| WHAT YOU WILL DO |
Given the entries that follow, write out exactly the lines starting at the one containing "as standard output." and ending at the one containing "pub fn install(self)", both ends included, and only those.

··· DATA EXTRACT ···

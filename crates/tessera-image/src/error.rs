/// An error type for the image module.
#[derive(thiserror::Error, Debug, PartialEq, Eq)]
pub enum ImageError {
    /// Error when the data length does not match the image size.
    #[error("Data length ({0}) does not match the image size ({1})")]
    InvalidChannelShape(usize, usize),

    /// Error when a width or height is zero where a positive value is required.
    #[error("Invalid {0}: {1}, a positive value is required")]
    InvalidDimension(&'static str, usize),

    /// Error when the pixel coordinates are out of bounds.
    #[error("Pixel coordinates ({0}, {1}) are out of bounds ({2}, {3})")]
    PixelIndexOutOfBounds(usize, usize, usize, usize),

    /// Error when the pixel buffer could not be allocated.
    #[error("Failed to allocate a {0}x{1} image buffer")]
    AllocationFailed(usize, usize),
}
use crate::error::BuiltinError;
use std::env as stdenv;
use std::path::{Path, PathBuf};

/// Directory history needed by `cd -`.
///
/// The current directory is never stored here: it is always the process's actual
/// working directory. `previous` is only updated by a successful change and then
/// holds the directory that was current right before it.
///
/// One value is owned by the top-level interpreter and passed by reference into
/// builtins. A forked subshell works on its own copy, so nothing it does is seen
/// by the parent.
#[derive(Debug, Clone)]
pub struct WorkingDirectoryState {
    previous: Option<PathBuf>,
    capacity: usize,
}

impl WorkingDirectoryState {
    /// Create an empty history that remembers paths of at most `capacity` bytes.
    pub fn new(capacity: usize) -> Self {
        Self {
            previous: None,
            capacity,
        }
    }

    /// The directory that was current before the last successful change.
    pub fn previous(&self) -> Option<&Path> {
        self.previous.as_deref()
    }

    /// Change the process working directory to `target`.
    ///
    /// On failure nothing changes. On success the old directory becomes the
    /// previous one, unless it could not be read or does not fit in `capacity`,
    /// in which case no previous directory is known.
    pub fn change_dir(&mut self, target: &Path) -> Result<(), BuiltinError> {
        let candidate = stdenv::current_dir().ok();

        stdenv::set_current_dir(target).map_err(|source| BuiltinError::ChangeDirectory {
            target: target.to_owned(),
            source,
        })?;

        self.previous = candidate.filter(|dir| dir.as_os_str().len() <= self.capacity);
        log::debug!("cd {} (previous: {:?})", target.display(), self.previous);
        Ok(())
    }
}
use log::LevelFilter;
use simplelog::{ColorChoice, ConfigBuilder, TermLogger, TerminalMode};

/// Environment variable holding the log level when `-v` is not given.
pub const LOG_ENV: &str = "S3_LOG";

/// Pick the log level: `-v` wins, then `$S3_LOG`, then warnings only.
pub fn level(verbose: bool) -> LevelFilter {
    level_from(verbose, std::env::var(LOG_ENV).ok().as_deref())
}

fn level_from(verbose: bool, value: Option<&str>) -> LevelFilter {
    if verbose {
        return LevelFilter::Debug;
    }
    value
        .and_then(|value| value.parse().ok())
        .unwrap_or(LevelFilter::Warn)
}

/// Install a stderr logger. Records never go to stdout, which belongs to the
/// commands being run.
pub fn init(level: LevelFilter) {
    let config = ConfigBuilder::new()
        .set_time_level(LevelFilter::Off)
        .set_target_level(LevelFilter::Off)
        .build();
    // Fails only if a logger is already installed.
    let _ = TermLogger::init(level, config, TerminalMode::Stderr, ColorChoice::Never);
}

#[cfg(test)]
mod tests {
    use super::*;

    #[test]
    fn verbose_flag_means_debug() {
        assert_eq!(level(true), LevelFilter::Debug);
        assert_eq!(level_from(true, Some("error")), LevelFilter::Debug);
    }

    #[test]
    fn level_names_are_read_from_env_value() {
        assert_eq!(level_from(false, Some("debug")), LevelFilter::Debug);
        assert_eq!(level_from(false, Some("error")), LevelFilter::Error);
        assert_eq!(level_from(false, Some("off")), LevelFilter::Off);
        assert_eq!(level_from(false, Some("TRACE")), LevelFilter::Trace);
    }

    #[test]
    fn unset_or_invalid_level_means_warn() {
        assert_eq!(level_from(false, None), LevelFilter::Warn);
        assert_eq!(level_from(false, Some("loud")), LevelFilter::Warn);
        assert_eq!(level_from(false, Some("")), LevelFilter::Warn);
    }
}
//! Descriptor plumbing shared by everything that forks.

use crate::command::ExitCode;
use crate::error::ExecError;
use nix::sys::signal::{self, SigHandler, Signal};
use nix::unistd;
use std::io::Write;
use std::os::fd::{AsRawFd, IntoRawFd, OwnedFd, RawFd};

/// Standard input/output replacements for one child process.
///
/// Built in the parent right before a fork. The parent drops its copy as soon as
/// the fork returns, which closes the descriptors that now belong to the child.
/// The child calls [`StdioRemap::install`].
#[derive(Debug, Default)]
pub struct StdioRemap {
    /// Read end to install as standard input.
    pub stdin: Option<OwnedFd>,
    /// Write end to install as standard output.
    pub stdout: Option<OwnedFd>,
    /// Descriptors the parent keeps but the child must not hold.
    pub close: Vec<RawFd>,
}

impl StdioRemap {
    /// Install the replacements in the calling process and close the originals.
    ///
    /// Only meant to run in a forked child.
    pub fn install(self) -> Result<(), ExecError> {
        for fd in self.close {
            let _ = unistd::close(fd);
        }
        if let Some(fd) = self.stdin {
            unistd::dup2_stdin(&fd).map_err(ExecError::Dup)?;
            release(fd, libc::STDIN_FILENO);
        }
        if let Some(fd) = self.stdout {
            unistd::dup2_stdout(&fd).map_err(ExecError::Dup)?;
            release(fd, libc::STDOUT_FILENO);
        }
        Ok(())
    }
}

/// Close `fd` unless it already is the standard descriptor it was installed on.
fn release(fd: OwnedFd, installed_on: RawFd) {
    if fd.as_raw_fd() == installed_on {
        let _ = fd.into_raw_fd();
    }
}

/// Flush buffered output so it is not duplicated into a forked child.
pub fn flush_standard_streams() {
    let _ = std::io::stdout().flush();
    let _ = std::io::stderr().flush();
}

/// Give a child the default `SIGPIPE` action back before it runs a program.
///
/// The Rust runtime ignores `SIGPIPE`, and ignored signals survive exec.
pub fn restore_sigpipe() {
    // SAFETY: installing the default action does not run any handler code.
    let _ = unsafe { signal::signal(Signal::SIGPIPE, SigHandler::SigDfl) };
}

/// Terminate a forked child without running the parent's exit handlers.
pub fn terminate(status: ExitCode) -> ! {
    flush_standard_streams();
    // SAFETY: `_exit` only ends the calling process.
    unsafe { libc::_exit(status) }
}

/// Report a child-side failure and terminate with status 1.
pub fn fail_child(err: ExecError) -> ! {
    eprintln!("s3: {err}");
    terminate(1)
}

···

| RESULT BELOW |
    /// Write end to install as standard output.
    pub stdout: Option<OwnedFd>,
    /// Descriptors the parent keeps but the child must not hold.
    pub close: Vec<RawFd>,
}

impl StdioRemap {
    /// Install the replacements in the calling process and close the originals.
    ///
    /// Only meant to run in a forked child.
    pub fn install(self) -> Result<(), ExecError> {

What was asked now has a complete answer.